[Data items]
# # # # # # #
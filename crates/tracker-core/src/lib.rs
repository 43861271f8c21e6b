//! # tracker-core
//!
//! Shared foundation for input-tracker: the normalized input event, the
//! channel that carries events from a capture thread to the consumer, and the
//! per-OS classification rules.
//!
//! It has zero dependencies on OS APIs, so everything in here compiles and is
//! tested on every platform.  The platform backends live in `tracker-agent`.
//!
//! # Architecture overview (for beginners)
//!
//! input-tracker observes keyboard and mouse activity system-wide and reports
//! each event to one registered consumer as a `(kind, code)` pair.  Three very
//! different OS mechanisms produce the raw input (a Windows hook chain, a macOS
//! event tap, a Linux device file); this crate defines what they all reduce to:
//!
//! - **`domain`** – [`InputEvent`] and [`EventKind`], the only values that ever
//!   cross from a backend to a consumer.
//!
//! - **`channel`** – [`EventChannel`] and [`EventSink`]: an ordered, synchronous
//!   hand-off from the capture thread to a dedicated consumer dispatch thread.
//!
//! - **`classify`** – which raw OS records are keys, which are mouse events,
//!   and which are ignored.
//!
//! - **`completion`** – a thread completion signal with a bounded wait, used to
//!   join capture and dispatch threads during shutdown.

pub mod channel;
pub mod classify;
pub mod completion;
pub mod domain;

pub use channel::{ChannelError, EventChannel, EventConsumer, EventSink};
pub use completion::{completion_pair, Completion, CompletionGuard};
pub use domain::{EventKind, InputEvent};
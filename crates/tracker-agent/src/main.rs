//! input-tracker headless host.
//!
//! Starts tracking with a consumer that writes every event to stdout as one
//! JSON object per line, then waits for Ctrl-C and shuts the session down
//! with a bounded join.  Logs go to stderr so stdout stays machine-readable.
//!
//! ```text
//! $ input-tracker
//! {"type":"key","code":65}
//! {"type":"mouse","code":0}
//! ```
//!
//! # Architecture
//!
//! ```text
//! main()
//!  └─ load_config()             -- platform config file or defaults
//!  └─ Tracker::from_config()    -- picks the backend for this OS
//!  └─ start_tracking(stdout consumer)
//!       ├─ capture thread       (hooks / event tap / evdev)
//!       └─ dispatch thread      (runs the consumer)
//!  └─ ctrl_c → Tracker::shutdown()
//! ```

use std::io::Write;
use std::sync::Arc;

use anyhow::Context;
use tracing::{debug, info, warn};
use tracing_subscriber::EnvFilter;

use tracker_agent::application::tracking::{BoxedConsumer, Tracker};
use tracker_agent::infrastructure::storage::config::{self, AppConfig};
use tracker_core::{EventKind, InputEvent};

#[tokio::main]
async fn main() -> anyhow::Result<()> {
    let loaded = config::load_config();
    let log_level = loaded
        .as_ref()
        .map(|cfg| cfg.tracker.log_level.clone())
        .unwrap_or_else(|_| "info".to_string());

    // Initialise structured logging.  Level is overridden by `RUST_LOG`.
    tracing_subscriber::fmt()
        .with_writer(std::io::stderr)
        .with_env_filter(
            EnvFilter::try_from_default_env().unwrap_or_else(|_| EnvFilter::new(&log_level)),
        )
        .init();

    let config = loaded.unwrap_or_else(|e| {
        warn!("using default configuration: {e}");
        AppConfig::default()
    });

    info!("input-tracker starting");

    let tracker = Arc::new(Tracker::from_config(&config).context("selecting capture backend")?);
    let status = tracker
        .start_tracking(Some(stdout_consumer()))
        .context("starting capture")?;
    info!(backend = %tracker.session().backend_kind(), "{status}.  Press Ctrl-C to exit.");

    tokio::signal::ctrl_c()
        .await
        .context("waiting for Ctrl-C")?;
    info!("shutdown signal received");

    let shutdown = Arc::clone(&tracker);
    let status = tokio::task::spawn_blocking(move || shutdown.shutdown())
        .await
        .context("shutdown task panicked")??;
    info!("{status}");
    Ok(())
}

/// Writes each event as a JSON line.  Runs on the dispatch thread.
fn stdout_consumer() -> BoxedConsumer {
    Box::new(|kind: EventKind, code: i64| {
        let mut out = std::io::stdout().lock();
        let written = serde_json::to_writer(&mut out, &InputEvent { kind, code })
            .map_err(std::io::Error::from)
            .and_then(|()| out.write_all(b"\n"))
            .and_then(|()| out.flush());
        if let Err(e) = written {
            debug!("dropping event, stdout unavailable: {e}");
        }
    })
}
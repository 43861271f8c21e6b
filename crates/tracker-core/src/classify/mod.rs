//! Per-OS classification of raw input records into [`InputEvent`]s.
//!
//! Every backend follows the same normalization rule: pointer motion, pointer
//! buttons and scrolling become [`EventKind::Mouse`], key presses and releases
//! become [`EventKind::Key`], and the OS-native code is carried unchanged.
//! What differs per OS is only *which raw record* means what, so that part
//! lives here as pure functions that compile on every platform.  The OS
//! backends in `tracker-agent` call into these at the FFI boundary.
//!
//! [`InputEvent`]: crate::domain::InputEvent
//! [`EventKind::Mouse`]: crate::domain::EventKind::Mouse
//! [`EventKind::Key`]: crate::domain::EventKind::Key

pub mod evdev;
pub mod quartz;
pub mod win32;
# # # # # # #
Prompt:
Each entry is to be given again, exactly as it stands.

Solution:
filename crates/tracker-core/src/lib.rs
repository 43861271f8c21e6b
//! # tracker-core
//!
//! Shared foundation for input-tracker: the normalized input event, the
//! channel that carries events from a capture thread to the consumer, and the
//! per-OS classification rules.
//!
//! It has zero dependencies on OS APIs, so everything in here compiles and is
//! tested on every platform.  The platform backends live in `tracker-agent`.
//!
//! # Architecture overview (for beginners)
//!
//! input-tracker observes keyboard and mouse activity system-wide and reports
//! each event to one registered consumer as a `(kind, code)` pair.  Three very
//! different OS mechanisms produce the raw input (a Windows hook chain, a macOS
//! event tap, a Linux device file); this crate defines what they all reduce to:
//!
//! - **`domain`** – [`InputEvent`] and [`EventKind`], the only values that ever
//!   cross from a backend to a consumer.
//!
//! - **`channel`** – [`EventChannel`] and [`EventSink`]: an ordered, synchronous
//!   hand-off from the capture thread to a dedicated consumer dispatch thread.
//!
//! - **`classify`** – which raw OS records are keys, which are mouse events,
//!   and which are ignored.
//!
//! - **`completion`** – a thread completion signal with a bounded wait, used to
//!   join capture and dispatch threads during shutdown.

pub mod channel;
pub mod classify;
pub mod completion;
pub mod domain;

pub use channel::{ChannelError, EventChannel, EventConsumer, EventSink};
pub use completion::{completion_pair, Completion, CompletionGuard};
pub use domain::{EventKind, InputEvent};
filename crates/tracker-agent/src/main.rs
//! input-tracker headless host.
//!
//! Starts tracking with a consumer that writes every event to stdout as one
//! JSON object per line, then waits for Ctrl-C and shuts the session down
//! with a bounded join.  Logs go to stderr so stdout stays machine-readable.
//!
//! ```text
//! $ input-tracker
//! {"type":"key","code":65}
//! {"type":"mouse","code":0}
//! ```
//!
//! # Architecture
//!
//! ```text
//! main()
//!  └─ load_config()             -- platform config file or defaults
//!  └─ Tracker::from_config()    -- picks the backend for this OS
//!  └─ start_tracking(stdout consumer)
//!       ├─ capture thread       (hooks / event tap / evdev)
//!       └─ dispatch thread      (runs the consumer)
//!  └─ ctrl_c → Tracker::shutdown()
//! ```

use std::io::Write;
use std::sync::Arc;

use anyhow::Context;
use tracing::{debug, info, warn};
use tracing_subscriber::EnvFilter;

use tracker_agent::application::tracking::{BoxedConsumer, Tracker};
use tracker_agent::infrastructure::storage::config::{self, AppConfig};
use tracker_core::{EventKind, InputEvent};

#[tokio::main]
async fn main() -> anyhow::Result<()> {
    let loaded = config::load_config();
    let log_level = loaded
        .as_ref()
        .map(|cfg| cfg.tracker.log_level.clone())
        .unwrap_or_else(|_| "info".to_string());

    // Initialise structured logging.  Level is overridden by `RUST_LOG`.
    tracing_subscriber::fmt()
        .with_writer(std::io::stderr)
        .with_env_filter(
            EnvFilter::try_from_default_env().unwrap_or_else(|_| EnvFilter::new(&log_level)),
        )
        .init();

    let config = loaded.unwrap_or_else(|e| {
        warn!("using default configuration: {e}");
        AppConfig::default()
    });

    info!("input-tracker starting");

    let tracker = Arc::new(Tracker::from_config(&config).context("selecting capture backend")?);
    let status = tracker
        .start_tracking(Some(stdout_consumer()))
        .context("starting capture")?;
    info!(backend = %tracker.session().backend_kind(), "{status}.  Press Ctrl-C to exit.");

    tokio::signal::ctrl_c()
        .await
        .context("waiting for Ctrl-C")?;
    info!("shutdown signal received");

    let shutdown = Arc::clone(&tracker);
    let status = tokio::task::spawn_blocking(move || shutdown.shutdown())
        .await
        .context("shutdown task panicked")??;
    info!("{status}");
    Ok(())
}

/// Writes each event as a JSON line.  Runs on the dispatch thread.
fn stdout_consumer() -> BoxedConsumer {
    Box::new(|kind: EventKind, code: i64| {
        let mut out = std::io::stdout().lock();
        let written = serde_json::to_writer(&mut out, &InputEvent { kind, code })
            .map_err(std::io::Error::from)
            .and_then(|()| out.write_all(b"\n"))
            .and_then(|()| out.flush());
        if let Err(e) = written {
            debug!("dropping event, stdout unavailable: {e}");
        }
    })
}
repository 43861271f8c21e6b
filename crates/tracker-core/src/classify/mod.rs
//! Per-OS classification of raw input records into [`InputEvent`]s.
//!
//! Every backend follows the same normalization rule: pointer motion, pointer
//! buttons and scrolling become [`EventKind::Mouse`], key presses and releases
//! become [`EventKind::Key`], and the OS-native code is carried unchanged.
//! What differs per OS is only *which raw record* means what, so that part
//! lives here as pure functions that compile on every platform.  The OS
//! backends in `tracker-agent` call into these at the FFI boundary.
//!
//! [`InputEvent`]: crate::domain::InputEvent
//! [`EventKind::Mouse`]: crate::domain::EventKind::Mouse
//! [`EventKind::Key`]: crate::domain::EventKind::Key

pub mod evdev;
pub mod quartz;
pub mod win32;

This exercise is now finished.